Hence, ISO 21448 is a necessary complement to ISO 26262, however it still insufficiently addresses risks due to the data-driven AI lifecycle. Therefore, an expansion of the safety rationale based on additional safety artifacts along the AI lifecycle is required. Especially for those AI artifacts no best practices exist yet.  Examples for such safety artifacts are provided by the Technical Report ISO/TR 4804. This Technical Report, in contrast to the standards mentioned, is of a purely informal and non-normative nature. It is up to companies developing such autonomous and automated driving systems to use this as a guidance to develop their own frameworks and concepts for the safety of AI based systems. 

In addition to the already outlined safety aspects, the aspect of cybersecurity must also be taken into account. ISO 21434 is a novel security standard in this context that lays down requirements for mitigating risks due to external manipulation, such as hackers taking remote control of the steering or braking system. The standard thus becomes highly relevant, especially for connected autonomous vehicles without a human driver fallback. 

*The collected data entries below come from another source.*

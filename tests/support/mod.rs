use std::fs;
use std::path::{Path, PathBuf};

use assert_cmd::Command;
use tempfile::TempDir;

/// A throwaway home for one test: data directory plus optional config.
pub struct TestHome {
    dir: TempDir,
}

impl TestHome {
    pub fn new() -> Self {
        Self {
            dir: tempfile::tempdir().expect("failed to create tempdir"),
        }
    }

    pub fn path(&self) -> &Path {
        self.dir.path()
    }

    pub fn data_dir(&self) -> PathBuf {
        self.dir.path().join("data")
    }

    /// Command with the data dir pinned to this home.
    pub fn cmd(&self) -> Command {
        let mut cmd = Command::cargo_bin("tsk").expect("binary");
        cmd.env("TSK_DATA_DIR", self.data_dir());
        cmd.env_remove("TSK_CONFIG");
        cmd
    }

    pub fn write_config(&self, contents: &str) -> PathBuf {
        let path = self.dir.path().join("tsk.toml");
        fs::write(&path, contents).expect("write config");
        path
    }

    /// Raw contents of one storage record, if present.
    pub fn read_key(&self, key: &str) -> Option<String> {
        fs::read_to_string(self.data_dir().join(key)).ok()
    }

    pub fn write_key(&self, key: &str, contents: &str) {
        let dir = self.data_dir();
        fs::create_dir_all(&dir).expect("create data dir");
        fs::write(dir.join(key), contents).expect("write key");
    }
}
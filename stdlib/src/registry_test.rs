#[cfg(test)]
mod tests {
    use anyhow::Result;
    use robotls_core::library::{LibraryRegistry, LibraryScope, StdLibrary};

    use crate::{builtin::BuiltInLibrary, register_stdlib_libraries, stdlib_registry};

    #[test]
    fn every_packaged_library_is_registered() -> Result<()> {
        let registry = stdlib_registry()?;
        for name in [
            "BuiltIn",
            "Collections",
            "String",
            "OperatingSystem",
            "DateTime",
            "Process",
            "XML",
            "Telnet",
            "Dialogs",
            "Screenshot",
            "Easter",
        ] {
            let doc = registry.library_doc(name).expect(name);
            assert!(!doc.keywords.is_empty(), "{name} has keywords");
            assert!(doc.errors.is_empty(), "{name}: {:?}", doc.errors);
        }
        Ok(())
    }

    #[test]
    fn registering_twice_fails() -> Result<()> {
        let mut registry = LibraryRegistry::new();
        register_stdlib_libraries(&mut registry)?;
        assert!(registry.register_library(Box::new(BuiltInLibrary::new())).is_err());
        Ok(())
    }

    #[test]
    fn reserved_is_ignored_and_has_no_doc_keywords() -> Result<()> {
        let registry = stdlib_registry()?;
        assert!(registry.is_ignored("Reserved"));
        assert!(!registry.is_ignored("BuiltIn"));
        assert!(registry.get_library("reserved").is_none());
        Ok(())
    }

    #[test]
    fn suite_scoped_libraries_carry_initializers() -> Result<()> {
        let registry = stdlib_registry()?;
        let telnet = registry.get_library("Telnet").expect("Telnet");
        assert_eq!(telnet.scope(), LibraryScope::Suite);
        let doc = registry.library_doc("Telnet").expect("Telnet doc");
        let init = doc.inits.iter().next().expect("init");
        assert!(init.is_initializer);
        assert!(init.args.iter().any(|a| a.name == "prompt_is_regexp"));

        let xml = registry.library_doc("XML").expect("XML doc");
        assert_eq!(xml.inits.iter().count(), 1);
        Ok(())
    }

    #[test]
    fn docs_are_built_once() -> Result<()> {
        let registry = stdlib_registry()?;
        let first = registry.library_doc("Collections").expect("doc");
        let second = registry.library_doc("Collections").expect("doc");
        assert!(std::sync::Arc::ptr_eq(&first, &second));
        Ok(())
    }

    #[test]
    fn keyword_names_are_unique_per_library() -> Result<()> {
        let registry = stdlib_registry()?;
        for name in registry.library_names() {
            let Some(library) = registry.get_library(&name) else { continue };
            let mut names: Vec<String> = library.keywords().iter().map(|k| k.name.to_lowercase()).collect();
            let total = names.len();
            names.sort();
            names.dedup();
            assert_eq!(names.len(), total, "duplicate keyword in {name}");
        }
        Ok(())
    }
}
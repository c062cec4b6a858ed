//! Variables files: YAML, JSON and Python modules with literal assignments.

use std::path::Path;
use std::sync::Arc;

use serde_json::{Map, Value};

use super::doc::{LibraryDoc, LibraryError, LibraryType};
use super::python::{parse_literal, PythonModule};
use crate::token::{Position, Range};
use crate::variables::{VariableDefinition, VariableType};

fn yaml_to_json(value: serde_yaml::Value) -> Value {
    match value {
        serde_yaml::Value::Null => Value::Null,
        serde_yaml::Value::Bool(b) => Value::Bool(b),
        serde_yaml::Value::Number(n) => {
            if let Some(i) = n.as_i64() {
                Value::from(i)
            } else if let Some(u) = n.as_u64() {
                Value::from(u)
            } else {
                n.as_f64().map(Value::from).unwrap_or(Value::Null)
            }
        }
        serde_yaml::Value::String(s) => Value::String(s),
        serde_yaml::Value::Sequence(items) => Value::Array(items.into_iter().map(yaml_to_json).collect()),
        serde_yaml::Value::Mapping(map) => Value::Object(
            map.into_iter()
                .map(|(k, v)| {
                    let key = match yaml_to_json(k) {
                        Value::String(s) => s,
                        other => crate::variables::value_to_string(&other),
                    };
                    (key, yaml_to_json(v))
                })
                .collect(),
        ),
        serde_yaml::Value::Tagged(tagged) => yaml_to_json(tagged.value),
    }
}

/// Line of the first `key:` / `"key":` at the start of a line.
fn key_line(text: &str, key: &str) -> u32 {
    let quoted = format!("\"{key}\"");
    text.lines()
        .position(|line| {
            let trimmed = line.trim_start();
            let rest = trimmed
                .strip_prefix(key)
                .or_else(|| trimmed.strip_prefix(quoted.as_str()));
            rest.map(|r| r.trim_start().starts_with(':')).unwrap_or(false)
        })
        .unwrap_or(0) as u32
}

fn definition(name: &str, line: u32, source: &Path, value: Option<Value>) -> Arc<VariableDefinition> {
    let col = name.chars().count() as u32;
    let range = Range::new(Position::new(line, 0), Position::new(line, col));
    let def = VariableDefinition::new(
        format!("${{{name}}}"),
        VariableType::ImportedVariable,
        range,
        Some(source.to_path_buf()),
    );
    Arc::new(match value {
        Some(v) => def.with_value(v),
        None => def,
    })
}

fn from_mapping(map: Map<String, Value>, text: &str, source: &Path) -> Vec<Arc<VariableDefinition>> {
    map.into_iter()
        .map(|(name, value)| {
            let line = key_line(text, &name);
            definition(&name, line, source, Some(value))
        })
        .collect()
}

fn mapping_error(kind: &str, got: &Value, source: &Path) -> LibraryError {
    let type_name = match got {
        Value::Array(_) => "list",
        Value::String(_) => "string",
        Value::Null => "None",
        _ => "scalar",
    };
    LibraryError::new(format!("{kind} variable file must be a mapping, got {type_name}."), "DataError").at(source, None)
}

fn python_variables(text: &str, source: &Path) -> Result<(Vec<Arc<VariableDefinition>>, bool), LibraryError> {
    let module = PythonModule::parse(text).map_err(|e| {
        let line = e.line_no;
        e.at(source, line)
    })?;
    let dynamic = module.has_function("get_variables") || module.has_function("getVariables");
    let mut out = Vec::new();
    for (name, value, line) in module.module_assignments() {
        if name.starts_with('_') {
            continue;
        }
        let value = parse_literal(value);
        let (name, value) = if let Some(rest) = name.strip_prefix("LIST__") {
            match value {
                Some(Value::Array(items)) => (rest, Some(Value::Array(items))),
                _ => {
                    return Err(LibraryError::new(
                        format!("Invalid variable 'LIST__{rest}': Expected a list-like value."),
                        "DataError",
                    )
                    .at(source, Some(line)))
                }
            }
        } else if let Some(rest) = name.strip_prefix("DICT__") {
            match value {
                Some(Value::Object(map)) => (rest, Some(Value::Object(map))),
                _ => {
                    return Err(LibraryError::new(
                        format!("Invalid variable 'DICT__{rest}': Expected a dictionary-like value."),
                        "DataError",
                    )
                    .at(source, Some(line)))
                }
            }
        } else {
            (name, value)
        };
        out.push(definition(name, line.saturating_sub(1), source, value));
    }
    Ok((out, dynamic))
}

/// Load a variables file. `name` is the import name used for the doc.
pub fn variables_doc_from_source(name: &str, text: &str, source: &Path) -> LibraryDoc {
    let extension = source
        .extension()
        .and_then(|e| e.to_str())
        .map(str::to_lowercase)
        .unwrap_or_default();
    let loaded: Result<(Vec<Arc<VariableDefinition>>, bool), LibraryError> = match extension.as_str() {
        "yaml" | "yml" => serde_yaml::from_str::<serde_yaml::Value>(text)
            .map_err(|e| {
                let line = e.location().map(|l| l.line() as u32);
                LibraryError::new(e.to_string(), "YAMLError").at(source, line)
            })
            .and_then(|v| match yaml_to_json(v) {
                Value::Object(map) => Ok((from_mapping(map, text, source), false)),
                other => Err(mapping_error("YAML", &other, source)),
            }),
        "json" => serde_json::from_str::<Value>(text)
            .map_err(|e| LibraryError::new(e.to_string(), "JSONDecodeError").at(source, Some(e.line() as u32)))
            .and_then(|v| match v {
                Value::Object(map) => Ok((from_mapping(map, text, source), false)),
                other => Err(mapping_error("JSON", &other, source)),
            }),
        _ => python_variables(text, source),
    };

    let mut doc = LibraryDoc::new(name, LibraryType::Variables);
    doc.source = Some(source.to_path_buf());
    match loaded {
        Ok((variables, dynamic)) => {
            doc.variables = variables;
            doc.is_dynamic = dynamic;
        }
        Err(error) => doc.errors.push(error),
    }
    doc.finish()
}
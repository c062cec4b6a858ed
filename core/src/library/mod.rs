//! Library, resource and variables-file docs and their loaders.

mod args;
mod doc;
mod libspec;
mod loader;
pub mod python;
mod registry;
mod resource;
mod variables_file;

#[cfg(test)]
mod library_test;

pub use args::{named_argument, resolve_named, split_from_equals, validate_arguments, ArgumentError, ResolvedArguments};
pub use doc::{
    deprecation_message, ArgumentKind, ArgumentSpec, KeywordDoc, KeywordStore, LibraryDoc, LibraryError, LibraryScope,
    LibraryType, SourceEntity, TypeDoc, BUILTIN_LIBRARY_NAME, DEFAULT_LIBRARIES, RESERVED_LIBRARY_NAME,
};
pub use libspec::library_doc_from_spec;
pub use loader::{
    load_resource, load_variables, normalize_path, resource_from_text, LibraryLookup, LibrarySource, LoadContext, LoaderError, RESOURCE_EXTENSIONS,
    VARIABLES_EXTENSIONS,
};
pub use registry::{keyword, signature, LibraryRegistry, StdLibrary, STD_LIBRARY_VERSION};
pub use resource::{documentation_text, library_doc_from_model, variable_section_definitions};
pub use variables_file::variables_doc_from_source;
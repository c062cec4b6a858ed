//! Parsed representation of a suite, resource or init file.

mod parser;
#[cfg(test)]
mod parser_test;
mod visitor;

use std::path::PathBuf;

use crate::token::{Position, Range, Token, TokenType};

pub use parser::{parse, parse_with_source};
pub use visitor::{walk_block, walk_file, Visitor};

#[derive(Debug, Clone, Copy, PartialEq, Eq, Hash)]
pub enum StatementKind {
    SectionHeader,
    Comment,
    Error,

    LibraryImport,
    ResourceImport,
    VariablesImport,
    Documentation,
    Metadata,
    SuiteSetup,
    SuiteTeardown,
    TestSetup,
    TestTeardown,
    TestTemplate,
    TestTimeout,
    ForceTags,
    DefaultTags,
    TestTags,
    KeywordTags,

    Variable,

    TestCaseName,
    KeywordName,

    Setup,
    Teardown,
    Template,
    Timeout,
    Tags,
    Arguments,
    ReturnSetting,

    KeywordCall,
    TemplateArguments,

    ForHeader,
    IfHeader,
    InlineIfHeader,
    ElseIfHeader,
    ElseHeader,
    TryHeader,
    ExceptHeader,
    FinallyHeader,
    WhileHeader,
    End,
    Return,
    Break,
    Continue,
    Var,
}

impl StatementKind {
    pub fn is_fixture(self) -> bool {
        matches!(
            self,
            StatementKind::SuiteSetup
                | StatementKind::SuiteTeardown
                | StatementKind::TestSetup
                | StatementKind::TestTeardown
                | StatementKind::Setup
                | StatementKind::Teardown
        )
    }

    pub fn is_import(self) -> bool {
        matches!(
            self,
            StatementKind::LibraryImport | StatementKind::ResourceImport | StatementKind::VariablesImport
        )
    }

    pub fn is_tags(self) -> bool {
        matches!(
            self,
            StatementKind::ForceTags
                | StatementKind::DefaultTags
                | StatementKind::TestTags
                | StatementKind::KeywordTags
                | StatementKind::Tags
        )
    }
}

#[derive(Debug, Clone, PartialEq, Eq)]
pub struct Statement {
    pub kind: StatementKind,
    pub tokens: Vec<Token>,
    /// Parse errors that are not tied to a single token.
    pub errors: Vec<String>,
}

impl Statement {
    pub fn new(kind: StatementKind, tokens: Vec<Token>) -> Self {
        Self {
            kind,
            tokens,
            errors: Vec::new(),
        }
    }

    pub fn with_error(mut self, error: impl Into<String>) -> Self {
        self.errors.push(error.into());
        self
    }

    /// One-based line of the first token.
    pub fn lineno(&self) -> u32 {
        self.tokens.first().map(|t| t.lineno).unwrap_or(1)
    }

    pub fn end_lineno(&self) -> u32 {
        self.tokens.iter().map(|t| t.lineno).max().unwrap_or(1)
    }

    pub fn range(&self) -> Range {
        let Some(first) = self.tokens.iter().find(|t| t.kind != TokenType::Comment).or(self.tokens.first()) else {
            return Range::zero();
        };
        let mut range = first.range();
        for token in self.tokens.iter().filter(|t| t.kind != TokenType::Comment) {
            range = range.extend(&token.range());
        }
        range
    }

    pub fn get_token(&self, kind: TokenType) -> Option<&Token> {
        self.tokens.iter().find(|t| t.kind == kind)
    }

    pub fn get_tokens(&self, kind: TokenType) -> impl Iterator<Item = &Token> {
        self.tokens.iter().filter(move |t| t.kind == kind)
    }

    pub fn get_value(&self, kind: TokenType) -> Option<&str> {
        self.get_token(kind).map(|t| t.value.as_str())
    }

    pub fn values(&self, kind: TokenType) -> Vec<&str> {
        self.get_tokens(kind).map(|t| t.value.as_str()).collect()
    }

    /// First token carrying the name of the thing the statement refers to:
    /// the keyword of a call, the import name, the variable of a `VAR`.
    pub fn name_token(&self) -> Option<&Token> {
        match self.kind {
            StatementKind::KeywordCall => self.get_token(TokenType::Keyword),
            StatementKind::Variable | StatementKind::Var => self.get_token(TokenType::Variable),
            StatementKind::TestCaseName => self.get_token(TokenType::TestCaseName),
            StatementKind::KeywordName => self.get_token(TokenType::KeywordName),
            _ => self.get_token(TokenType::Name),
        }
    }

    pub fn arguments(&self) -> Vec<&Token> {
        self.get_tokens(TokenType::Argument).collect()
    }

    /// Import alias after `AS` / `WITH NAME`.
    pub fn alias_token(&self) -> Option<&Token> {
        let idx = self.tokens.iter().position(|t| t.kind == TokenType::WithName)?;
        self.tokens[idx + 1..].iter().find(|t| t.kind == TokenType::Name)
    }

    pub fn comment_tokens(&self) -> impl Iterator<Item = &Token> {
        self.get_tokens(TokenType::Comment)
    }
}

#[derive(Debug, Clone, Copy, PartialEq, Eq, Hash)]
pub enum SectionKind {
    Settings,
    Variables,
    TestCases,
    Tasks,
    Keywords,
    Comments,
    /// Data before the first header, ignored like a comment section.
    Implicit,
    Invalid,
}

#[derive(Debug, Clone, Copy, PartialEq, Eq, Hash)]
pub enum BlockKind {
    Section(SectionKind),
    TestCase,
    Keyword,
    For,
    If,
    /// `ELSE IF` / `ELSE` branch of an `If` block.
    IfBranch,
    Try,
    /// `EXCEPT` / `ELSE` / `FINALLY` branch of a `Try` block.
    TryBranch,
    While,
}

#[derive(Debug, Clone, PartialEq, Eq)]
pub enum Node {
    Statement(Statement),
    Block(Block),
}

impl Node {
    pub fn range(&self) -> Range {
        match self {
            Node::Statement(s) => s.range(),
            Node::Block(b) => b.range(),
        }
    }
}

#[derive(Debug, Clone, PartialEq, Eq)]
pub struct Block {
    pub kind: BlockKind,
    pub header: Option<Statement>,
    pub body: Vec<Node>,
    pub branches: Vec<Block>,
    pub end: Option<Statement>,
    pub errors: Vec<String>,
}

impl Block {
    pub fn new(kind: BlockKind, header: Option<Statement>) -> Self {
        Self {
            kind,
            header,
            body: Vec::new(),
            branches: Vec::new(),
            end: None,
            errors: Vec::new(),
        }
    }

    /// Name of a test case or keyword block.
    pub fn name(&self) -> Option<&str> {
        self.header.as_ref().and_then(|h| h.name_token()).map(|t| t.value.as_str())
    }

    pub fn range(&self) -> Range {
        let mut range: Option<Range> = self.header.as_ref().map(|h| h.range());
        let mut merge = |r: Range| {
            range = Some(match range {
                Some(current) => current.extend(&r),
                None => r,
            });
        };
        for node in &self.body {
            merge(node.range());
        }
        for branch in &self.branches {
            merge(branch.range());
        }
        if let Some(end) = &self.end {
            merge(end.range());
        }
        range.unwrap_or_else(Range::zero)
    }

    pub fn statements(&self) -> impl Iterator<Item = &Statement> {
        self.body.iter().filter_map(|n| match n {
            Node::Statement(s) => Some(s),
            Node::Block(_) => None,
        })
    }

    pub fn blocks(&self) -> impl Iterator<Item = &Block> {
        self.body.iter().filter_map(|n| match n {
            Node::Block(b) => Some(b),
            Node::Statement(_) => None,
        })
    }

    pub fn find_setting(&self, kind: StatementKind) -> Option<&Statement> {
        self.statements().find(|s| s.kind == kind)
    }
}

#[derive(Debug, Clone, PartialEq, Eq, Default)]
pub struct File {
    pub source: Option<PathBuf>,
    pub sections: Vec<Block>,
}

impl File {
    pub fn sections_of(&self, kind: SectionKind) -> impl Iterator<Item = &Block> {
        self.sections.iter().filter(move |s| s.kind == BlockKind::Section(kind))
    }

    pub fn has_section(&self, kind: SectionKind) -> bool {
        self.sections_of(kind).next().is_some()
    }

    /// Test case and task blocks in file order.
    pub fn test_cases(&self) -> impl Iterator<Item = &Block> {
        self.sections
            .iter()
            .filter(|s| {
                matches!(
                    s.kind,
                    BlockKind::Section(SectionKind::TestCases) | BlockKind::Section(SectionKind::Tasks)
                )
            })
            .flat_map(|s| s.blocks())
    }

    pub fn keywords(&self) -> impl Iterator<Item = &Block> {
        self.sections_of(SectionKind::Keywords).flat_map(|s| s.blocks())
    }

    pub fn settings(&self) -> impl Iterator<Item = &Statement> {
        self.sections_of(SectionKind::Settings).flat_map(|s| s.statements())
    }

    pub fn variable_statements(&self) -> impl Iterator<Item = &Statement> {
        self.sections_of(SectionKind::Variables)
            .flat_map(|s| s.statements())
            .filter(|s| s.kind == StatementKind::Variable)
    }

    /// Innermost test case or keyword block containing `pos`.
    pub fn block_at(&self, pos: Position) -> Option<&Block> {
        self.test_cases()
            .chain(self.keywords())
            .find(|b| b.range().start.line <= pos.line && pos.line <= b.range().end.line)
    }
}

Conclusion: A holistic safety and security approach is needed to comprehensively safeguard AI systems for automated vehicles. Since current automotive safety standards inadequately address potential risks of the data-driven AI lifecycle, an extended safety rationale is required. For manufacturers, the four areas functional safety, safety of the intended function, AI safety and cybersecurity must be aligned and tailored development processes must be defined. In particular, the inclusion of additional, AI-specific safety artifacts is important in order to develop trustworthy AI systems that pave the way for a reliable autonomous future.